BEGIN MATERIAL SUPPLIED

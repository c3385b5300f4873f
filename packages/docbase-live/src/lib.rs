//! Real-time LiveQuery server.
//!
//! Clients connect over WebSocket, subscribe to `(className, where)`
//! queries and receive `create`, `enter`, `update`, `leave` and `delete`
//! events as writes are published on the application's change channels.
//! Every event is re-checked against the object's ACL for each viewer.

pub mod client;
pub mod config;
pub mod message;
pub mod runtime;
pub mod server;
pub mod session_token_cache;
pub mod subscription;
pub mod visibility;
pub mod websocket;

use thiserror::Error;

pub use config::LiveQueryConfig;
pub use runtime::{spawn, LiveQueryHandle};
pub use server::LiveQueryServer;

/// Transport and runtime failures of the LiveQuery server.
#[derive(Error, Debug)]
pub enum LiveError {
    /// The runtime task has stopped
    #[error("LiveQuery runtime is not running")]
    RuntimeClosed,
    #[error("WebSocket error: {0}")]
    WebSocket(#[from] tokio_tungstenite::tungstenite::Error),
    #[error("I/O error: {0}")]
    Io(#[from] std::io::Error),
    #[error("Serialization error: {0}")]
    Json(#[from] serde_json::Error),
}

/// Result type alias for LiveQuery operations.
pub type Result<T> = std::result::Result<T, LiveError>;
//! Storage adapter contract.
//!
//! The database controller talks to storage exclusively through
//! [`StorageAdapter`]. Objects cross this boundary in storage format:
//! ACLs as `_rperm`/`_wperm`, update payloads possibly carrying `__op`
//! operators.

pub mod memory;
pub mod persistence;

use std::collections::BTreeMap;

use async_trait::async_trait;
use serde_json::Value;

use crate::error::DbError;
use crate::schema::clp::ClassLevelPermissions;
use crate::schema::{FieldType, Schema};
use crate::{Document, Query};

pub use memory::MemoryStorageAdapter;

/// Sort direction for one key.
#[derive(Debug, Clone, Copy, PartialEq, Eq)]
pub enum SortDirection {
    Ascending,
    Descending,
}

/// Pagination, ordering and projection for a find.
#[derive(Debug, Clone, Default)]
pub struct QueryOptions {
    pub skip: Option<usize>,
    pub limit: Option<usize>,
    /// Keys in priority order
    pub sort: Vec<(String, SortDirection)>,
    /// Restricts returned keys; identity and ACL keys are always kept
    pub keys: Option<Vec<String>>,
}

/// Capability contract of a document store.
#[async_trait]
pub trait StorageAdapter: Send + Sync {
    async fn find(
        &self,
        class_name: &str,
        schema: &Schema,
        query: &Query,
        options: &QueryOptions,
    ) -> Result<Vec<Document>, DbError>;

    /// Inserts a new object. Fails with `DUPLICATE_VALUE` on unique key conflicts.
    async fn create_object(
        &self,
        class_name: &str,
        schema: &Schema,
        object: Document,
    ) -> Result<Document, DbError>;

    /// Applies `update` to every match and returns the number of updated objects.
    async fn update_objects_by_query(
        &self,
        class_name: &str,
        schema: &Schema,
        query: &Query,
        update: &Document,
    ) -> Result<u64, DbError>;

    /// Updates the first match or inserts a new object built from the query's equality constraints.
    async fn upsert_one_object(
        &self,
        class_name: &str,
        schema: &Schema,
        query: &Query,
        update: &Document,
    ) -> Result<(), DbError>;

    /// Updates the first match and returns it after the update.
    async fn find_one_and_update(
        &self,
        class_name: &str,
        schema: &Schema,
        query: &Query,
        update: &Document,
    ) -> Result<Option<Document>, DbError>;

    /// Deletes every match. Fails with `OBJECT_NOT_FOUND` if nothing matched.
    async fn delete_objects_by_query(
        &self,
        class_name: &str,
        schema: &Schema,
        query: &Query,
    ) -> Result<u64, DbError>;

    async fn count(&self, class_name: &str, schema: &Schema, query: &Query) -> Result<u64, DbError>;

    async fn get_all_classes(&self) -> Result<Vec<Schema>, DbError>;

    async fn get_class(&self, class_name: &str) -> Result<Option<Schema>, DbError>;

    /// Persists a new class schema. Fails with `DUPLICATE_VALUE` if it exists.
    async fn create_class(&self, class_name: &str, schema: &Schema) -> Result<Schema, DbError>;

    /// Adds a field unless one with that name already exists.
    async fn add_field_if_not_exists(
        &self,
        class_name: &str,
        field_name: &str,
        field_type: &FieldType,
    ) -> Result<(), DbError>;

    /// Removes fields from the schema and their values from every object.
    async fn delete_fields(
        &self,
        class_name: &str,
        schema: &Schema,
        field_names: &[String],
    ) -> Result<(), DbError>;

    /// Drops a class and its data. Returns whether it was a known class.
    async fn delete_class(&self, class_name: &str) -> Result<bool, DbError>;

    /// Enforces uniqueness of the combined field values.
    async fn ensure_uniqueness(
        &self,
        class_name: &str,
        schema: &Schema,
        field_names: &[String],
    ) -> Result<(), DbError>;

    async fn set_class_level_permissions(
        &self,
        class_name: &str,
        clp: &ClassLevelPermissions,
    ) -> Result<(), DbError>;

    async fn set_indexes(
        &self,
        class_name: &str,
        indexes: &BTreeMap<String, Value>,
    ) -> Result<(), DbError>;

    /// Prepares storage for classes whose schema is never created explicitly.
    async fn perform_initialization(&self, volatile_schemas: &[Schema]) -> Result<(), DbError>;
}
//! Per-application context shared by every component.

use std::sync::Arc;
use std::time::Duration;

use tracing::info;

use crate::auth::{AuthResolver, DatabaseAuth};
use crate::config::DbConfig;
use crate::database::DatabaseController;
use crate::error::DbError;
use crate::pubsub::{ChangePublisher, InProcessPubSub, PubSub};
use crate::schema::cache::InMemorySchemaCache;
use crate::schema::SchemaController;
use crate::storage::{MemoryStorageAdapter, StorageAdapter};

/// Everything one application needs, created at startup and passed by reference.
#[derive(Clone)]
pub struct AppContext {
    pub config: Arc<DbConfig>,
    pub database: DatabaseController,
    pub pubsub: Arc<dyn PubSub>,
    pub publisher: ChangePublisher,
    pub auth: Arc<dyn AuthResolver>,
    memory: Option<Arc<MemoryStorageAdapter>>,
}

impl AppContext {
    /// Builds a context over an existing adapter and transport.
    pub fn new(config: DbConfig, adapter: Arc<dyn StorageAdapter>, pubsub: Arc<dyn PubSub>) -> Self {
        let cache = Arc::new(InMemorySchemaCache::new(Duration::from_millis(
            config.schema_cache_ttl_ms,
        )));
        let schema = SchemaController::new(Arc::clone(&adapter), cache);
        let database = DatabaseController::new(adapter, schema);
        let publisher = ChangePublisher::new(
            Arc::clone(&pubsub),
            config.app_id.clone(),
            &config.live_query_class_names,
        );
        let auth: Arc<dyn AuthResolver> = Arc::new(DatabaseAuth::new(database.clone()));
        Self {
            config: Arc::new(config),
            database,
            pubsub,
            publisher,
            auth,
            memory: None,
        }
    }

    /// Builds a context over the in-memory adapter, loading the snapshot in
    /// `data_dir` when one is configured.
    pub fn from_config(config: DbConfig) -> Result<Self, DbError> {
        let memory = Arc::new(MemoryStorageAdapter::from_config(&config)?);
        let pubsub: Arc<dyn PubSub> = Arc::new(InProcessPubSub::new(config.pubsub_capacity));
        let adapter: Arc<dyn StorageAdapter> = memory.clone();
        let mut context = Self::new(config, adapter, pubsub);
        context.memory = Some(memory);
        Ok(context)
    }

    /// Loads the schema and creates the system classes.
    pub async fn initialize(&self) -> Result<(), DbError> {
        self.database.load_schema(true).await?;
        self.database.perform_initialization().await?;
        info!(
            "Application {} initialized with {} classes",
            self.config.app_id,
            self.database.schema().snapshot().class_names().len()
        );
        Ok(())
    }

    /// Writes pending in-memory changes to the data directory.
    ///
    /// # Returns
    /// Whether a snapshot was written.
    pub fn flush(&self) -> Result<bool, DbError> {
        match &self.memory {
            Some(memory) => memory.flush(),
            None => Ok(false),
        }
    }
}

END MATERIAL SUPPLIED

* **EXERCISE**
For this exercise, return every line from the data that holds the string "contract".

* **ANSWER SECTION**
//! Storage adapter contract.
/// Capability contract of a document store.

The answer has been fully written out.